++++ THE RECORDS

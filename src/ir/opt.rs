/// Scalar optimisation passes
///
///   - copy propagation: sparse conditional walk over the CFG; phi
///     defs take the common representative of their live-in operands,
///     moves forward their source, every other def represents itself.
///     After convergence the representative chains are compressed and
///     uses of dead copies rewritten.
///   - dead-allocation elimination: erases boxed-Int allocations whose
///     only observers are the payload store and the class init call.
///   - null-check elimination: removes a null test on a value that is
///     non-null on every path (fresh allocation, or a dominating check
///     already proved it).

use super::cfg::{self, DfsOrder};
use super::{BinaryKind, BlockId, FuncId, Function, InstId, InstKind, OperId};
use std::collections::HashMap;

// ---------------------------------------------------------------------------
// Copy propagation
// ---------------------------------------------------------------------------

pub fn copy_propagation(func: &mut Function) {
    if func.cfg_root().is_none() {
        return;
    }

    let rpo = cfg::traversal(func, DfsOrder::ReversePostorder);
    let mut copies: HashMap<OperId, OperId> = HashMap::new();

    let rep = |copies: &HashMap<OperId, OperId>, o: OperId| copies.get(&o).copied().unwrap_or(o);

    // iterate the transfer functions to a fixed point; every block in
    // the traversal is executable (cond branches push both targets)
    let mut changed = true;
    while changed {
        changed = false;
        for &block in &rpo {
            for &inst_id in &func.block(block).insts {
                let inst = func.inst(inst_id);
                let new_rep = match (&inst.kind, inst.def) {
                    (InstKind::Phi { paths }, Some(def)) => {
                        let mut common: Option<OperId> = None;
                        let mut conflict = false;
                        for &(_, oper) in paths {
                            let oper_rep = rep(&copies, oper);
                            match common {
                                None => common = Some(oper_rep),
                                Some(existing) if existing != oper_rep => {
                                    conflict = true;
                                    break;
                                }
                                Some(_) => {}
                            }
                        }
                        let result = match (common, conflict) {
                            (Some(common), false) => common,
                            _ => def,
                        };
                        Some((def, result))
                    }
                    (InstKind::Move, Some(def)) => {
                        let src = inst.uses[0];
                        // nobody defines constants or globals
                        if !func.oper(src).is_variable() {
                            copies.entry(src).or_insert(src);
                        }
                        Some((def, src))
                    }
                    (_, Some(def)) => Some((def, def)),
                    (_, None) => None,
                };

                if let Some((def, result)) = new_rep {
                    if copies.get(&def) != Some(&result) {
                        copies.insert(def, result);
                        changed = true;
                    }
                }
            }
        }
    }

    // compress representative chains
    let keys: Vec<OperId> = copies.keys().copied().collect();
    for key in keys {
        let mut best = copies[&key];
        let mut steps = 0;
        while copies.get(&best).map_or(false, |&next| next != best) {
            best = copies[&best];
            steps += 1;
            if steps > copies.len() {
                best = key; // representative cycle; keep the copy
                break;
            }
        }
        copies.insert(key, best);
    }

    // rewrite every use of a dead copy to its representative
    for (&dst, &src) in &copies {
        if dst == src {
            continue;
        }
        for user in func.oper(dst).uses.clone() {
            func.update_use(user, dst, src);
        }
    }
}

// ---------------------------------------------------------------------------
// Dead-allocation elimination (boxed Ints)
// ---------------------------------------------------------------------------

/// Erase `_gc_alloc` calls with the Int tag whose result is observed
/// only by the cast copy, the payload store through it, and the
/// adjacent `Int_init` call. Returns the number of allocations
/// removed.
pub fn dead_allocation_elimination(
    func: &mut Function,
    alloc_callee: FuncId,
    int_tag: i64,
    init_callee: FuncId,
) -> usize {
    let mut eliminated = 0;

    loop {
        let victim = find_dead_allocation(func, alloc_callee, int_tag, init_callee);
        match victim {
            Some(chain) => {
                for inst in chain {
                    func.erase(inst);
                }
                eliminated += 1;
            }
            None => return eliminated,
        }
    }
}

fn find_dead_allocation(
    func: &mut Function,
    alloc_callee: FuncId,
    int_tag: i64,
    init_callee: FuncId,
) -> Option<Vec<InstId>> {
    for block in cfg::traversal(func, DfsOrder::ReversePostorder) {
        let insts = func.block(block).insts.clone();
        for (pos, &inst_id) in insts.iter().enumerate() {
            let inst = func.inst(inst_id);
            let is_int_alloc = matches!(inst.kind, InstKind::Call { callee } if callee == alloc_callee)
                && inst
                    .uses
                    .first()
                    .and_then(|&tag| func.oper(tag).constant_value())
                    .map_or(false, |tag| tag == int_tag);
            if !is_int_alloc {
                continue;
            }

            let def = match inst.def {
                Some(def) => def,
                None => continue,
            };

            // sole user must be the cast copy
            let users = &func.oper(def).uses;
            if users.len() != 1 {
                continue;
            }
            let cast = users[0];
            if !matches!(func.inst(cast).kind, InstKind::Move) {
                continue;
            }
            let cast_def = match func.inst(cast).def {
                Some(d) => d,
                None => continue,
            };

            // cast users: exactly the payload store and the init call
            let cast_users = func.oper(cast_def).uses.clone();
            if cast_users.len() != 2 {
                continue;
            }
            let mut store = None;
            let mut init = None;
            for user in cast_users {
                match func.inst(user).kind {
                    InstKind::Store if func.inst(user).uses[0] == cast_def => store = Some(user),
                    InstKind::Call { callee } if callee == init_callee => init = Some(user),
                    _ => {}
                }
            }
            let (store, init) = match (store, init) {
                (Some(store), Some(init)) => (store, init),
                _ => continue,
            };

            // the init call sits right below the allocation chain
            let init_pos = insts.iter().position(|&i| i == init);
            match init_pos {
                Some(p) if p > pos && p <= pos + 3 => {}
                _ => continue,
            }

            return Some(vec![init, store, cast, inst_id]);
        }
    }
    None
}

// ---------------------------------------------------------------------------
// Null-check elimination
// ---------------------------------------------------------------------------

/// A null check is a conditional branch on `x == 0`; the taken edge
/// leads to the abort path. Returns the number of checks removed.
pub fn null_check_elimination(func: &mut Function, nonnull_callees: &[FuncId]) -> usize {
    if func.cfg_root().is_none() {
        return 0;
    }

    let info = cfg::dominance(func);
    let checks = collect_null_checks(func);
    let mut eliminated = 0;

    for &(block, cond_br, eq_inst, tested) in &checks {
        let fresh = func.def_of(tested).map_or(false, |def| {
            matches!(func.inst(def).kind, InstKind::Call { callee } if nonnull_callees.contains(&callee))
        });

        // a prior check on the same value whose non-null edge
        // dominates this block
        let already_checked = checks.iter().any(|&(_, other_br, _, other_tested)| {
            if other_br == cond_br || other_tested != tested {
                return false;
            }
            match func.inst(other_br).kind {
                InstKind::CondBranch { not_taken, .. } => info.dominate(not_taken, block),
                _ => false,
            }
        });

        if !(fresh || already_checked) {
            continue;
        }

        let (taken, not_taken) = match func.inst(cond_br).kind {
            InstKind::CondBranch { taken, not_taken } => (taken, not_taken),
            _ => continue,
        };

        func.erase(cond_br);
        func.disconnect(block, taken);
        func.append(block, InstKind::Branch { target: not_taken }, None, Vec::new());

        // the comparison usually dies with its branch
        if func.oper(func.inst(eq_inst).def.expect("eq def")).uses.is_empty() {
            func.erase(eq_inst);
        }
        eliminated += 1;
    }

    eliminated
}

/// (block, cond-branch, eq-instruction, tested operand) of every
/// `x == 0` branch.
fn collect_null_checks(func: &mut Function) -> Vec<(BlockId, InstId, InstId, OperId)> {
    let mut checks = Vec::new();
    for block in cfg::traversal(func, DfsOrder::ReversePostorder) {
        let insts = &func.block(block).insts;
        let &last = match insts.last() {
            Some(last) => last,
            None => continue,
        };
        if !matches!(func.inst(last).kind, InstKind::CondBranch { .. }) {
            continue;
        }

        let cond = func.inst(last).uses[0];
        let eq_inst = match func.def_of(cond) {
            Some(inst) => inst,
            None => continue,
        };
        if !matches!(func.inst(eq_inst).kind, InstKind::Binary(BinaryKind::Eq)) {
            continue;
        }

        let lhs = func.inst(eq_inst).uses[0];
        let rhs = func.inst(eq_inst).uses[1];
        let tested = if func.oper(rhs).constant_value() == Some(0) {
            lhs
        } else if func.oper(lhs).constant_value() == Some(0) {
            rhs
        } else {
            continue;
        };

        checks.push((block, last, eq_inst, tested));
    }
    checks
}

++++++++

▶ WORK ORDER: Set down, exactly as they stand above, the lines starting with the line with "class init call." and going on through the line with "let rep = |copies: &HashMap<OperId, OperId>, o: OperId|", and no others.

▶ TASK RESULT:
///     only observers are the payload store and the class init call.
///   - null-check elimination: removes a null test on a value that is
///     non-null on every path (fresh allocation, or a dominating check
///     already proved it).

use super::cfg::{self, DfsOrder};
use super::{BinaryKind, BlockId, FuncId, Function, InstId, InstKind, OperId};
use std::collections::HashMap;

// ---------------------------------------------------------------------------
// Copy propagation
// ---------------------------------------------------------------------------

pub fn copy_propagation(func: &mut Function) {
    if func.cfg_root().is_none() {
        return;
    }

    let rpo = cfg::traversal(func, DfsOrder::ReversePostorder);
    let mut copies: HashMap<OperId, OperId> = HashMap::new();

    let rep = |copies: &HashMap<OperId, OperId>, o: OperId| copies.get(&o).copied().unwrap_or(o);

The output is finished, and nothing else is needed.